This lesson is the first of many about questioning. My students are able to ask lots of questions, but they tend to be literal. Using questioning to improve comprehension is not a reading strategy that they often employ. In this lesson, the students ask and answer to demonstrate understanding of key details in a text (RL.2.1), evidencing the shift in Common Core Standards toward using text details to improve comprehension. I also used the structure (RL.2.5) of the story (beginning, middle and end) to help students understand not only how a story is set up, but how each part of the story builds on the other. In our final discussion/reflection of the questions, several students noticed that some questions cannot be answered at the end of the story.
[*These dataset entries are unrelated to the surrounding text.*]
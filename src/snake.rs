use crate::Coords;
use crate::entity::{ColorTag, Entity, Heading};
use crate::error::{GameError, GameResult};
use crate::group::EntityGroup;
use crate::keys::Keymap;

/// One player's body: a head plus a tail group ordered from the neck to the
/// tip. Each tail segment sits one step behind the segment in front of it.
#[derive(Clone, Debug)]
pub struct Snake {
    index: usize,
    head: Entity,
    tail: EntityGroup,
    pending: Heading,
    alive: bool,
    keymap: Keymap,
    tail_color: ColorTag,
}

impl Snake {
    pub fn new(
        index: usize,
        pos: Coords,
        heading: Heading,
        length: usize,
        keymap: Keymap,
        head_color: ColorTag,
        tail_color: ColorTag,
    ) -> GameResult<Self> {
        if length < 2 {
            return Err(GameError::SnakeTooShort { length });
        }

        let head = Entity::head(index, pos, heading, head_color)?;
        let mut snake = Snake {
            index,
            head,
            tail: EntityGroup::new(),
            pending: heading,
            alive: true,
            keymap,
            tail_color,
        };

        for _ in 1..length {
            snake.grow()?;
        }
        Ok(snake)
    }

    pub fn head(&self) -> &Entity {
        &self.head
    }

    pub fn tail(&self) -> &EntityGroup {
        &self.tail
    }

    /// Segment count, head included.
    pub fn len(&self) -> usize {
        self.tail.len() + 1
    }

    pub fn is_alive(&self) -> bool {
        self.alive
    }

    pub fn kill(&mut self) {
        self.alive = false;
    }

    /// The heading the head last moved along.
    pub fn heading(&self) -> GameResult<Heading> {
        segment_heading(&self.head)
    }

    pub fn pending_heading(&self) -> Heading {
        self.pending
    }

    /// Requests a heading for the next tick. An exact reversal of the
    /// current heading is ignored.
    pub fn set_heading(&mut self, heading: Heading) {
        match self.heading() {
            Ok(current) if heading.is_opposite(current) => {}
            _ => self.pending = heading,
        }
    }

    pub fn keymap(&self) -> &Keymap {
        &self.keymap
    }

    pub fn replace_keymap(&mut self, keymap: Keymap) -> Keymap {
        std::mem::replace(&mut self.keymap, keymap)
    }

    pub fn head_color(&self) -> ColorTag {
        self.head.color()
    }

    pub fn set_head_color(&mut self, color: ColorTag) {
        self.head.set_color(color);
    }

    pub fn tail_color(&self) -> ColorTag {
        self.tail_color
    }

    pub fn set_tail_color(&mut self, color: ColorTag) {
        self.tail_color = color;
        for segment in self.tail.leaves_mut() {
            segment.set_color(color);
        }
    }

    /// Moves the whole body one step.
    ///
    /// Segments are copied from the tip toward the neck, each taking the
    /// position and heading its leader had before this step; then the head
    /// steps along the pending heading.
    pub fn advance(&mut self) -> GameResult<()> {
        let heading = self.pending;
        heading.head_glyph()?;

        let mut segments = self.tail.leaves_mut();
        for i in (0..segments.len()).rev() {
            let (pos, leader_heading) = if i == 0 {
                (self.head.pos(), segment_heading(&self.head)?)
            } else {
                (segments[i - 1].pos(), segment_heading(&*segments[i - 1])?)
            };
            segments[i].place_segment(pos, leader_heading)?;
        }

        let new_head = heading.step(self.head.pos());
        self.head.place_segment(new_head, heading)
    }

    /// Adds one segment behind the current last one, sharing its heading.
    pub fn grow(&mut self) -> GameResult<()> {
        let last = self.tail.last().unwrap_or(&self.head);
        let heading = segment_heading(last)?;
        let pos = heading.behind(last.pos());

        let segment = Entity::tail(self.index, pos, heading, self.tail_color)?;
        self.tail.append(segment)
    }

    pub fn is_self_colliding(&self) -> bool {
        self.tail.collision_at(self.head.pos()).is_some()
    }
}

fn segment_heading(segment: &Entity) -> GameResult<Heading> {
    segment.heading().ok_or(GameError::StationaryDirection)
}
As students understand story structure and how parts of a story are interrelated and build upon each other, they will become the 'close readers' that the Common Core Standards strive for.
I chose this book George Shrinks, because the text is simple and illustrations are wonderful. My goal is to really focus on how questions help the reader and when to ask questions. We'll be continuing to practice questioning with more difficult literature and informational text, but I wanted to start with easier text and focus on the strategy.
Underlined words below are lesson vocabulary words that are emphasized and written on sentence strips for my Reading & Writing word wall. I pull off the words off the wall for each lesson, helping students understand this key 'reading and writing' vocabulary can be generalized across texts and topics. The focus on acquiring and using these words is part of a shift in the Common Core Standards towards building students’ academic vocabulary. My words are color coded ‘pink’ for literature/’blue’ for reading strategies/’orange’ for informational text/'yellow' for writing/’green’ for all other words.
Common starting point and get students engaged
You are modeling questioning and pre-reading for the kids. Often second graders immediately open a book and start reading without pre-reading. This is a critical skill that helps them bring in background knowledge and gets them engaged and interested in the story.
Give the purpose of the lesson
Introduce strategy - teacher models
Practice strategy - guided practice
Share what you know
Scaffolding and Special Education: This lesson could be easily scaffolded up or down, depending on student ability.
Students with academic challenges should work with the teacher or a partner to write questions. It is typically a more difficult task for students with limited language. There is the opportunity for them to focus on grammar, as the student here who is prompted to make sure that the questions make sense.
Students with greater ability can excel in this task because they are challenged to 'think outside the box' with inferential questions. I would challenge them to use higher level vocabulary (tiny vs small/shrink vs smaller) and really write some great inferential questions that 'stump' the class.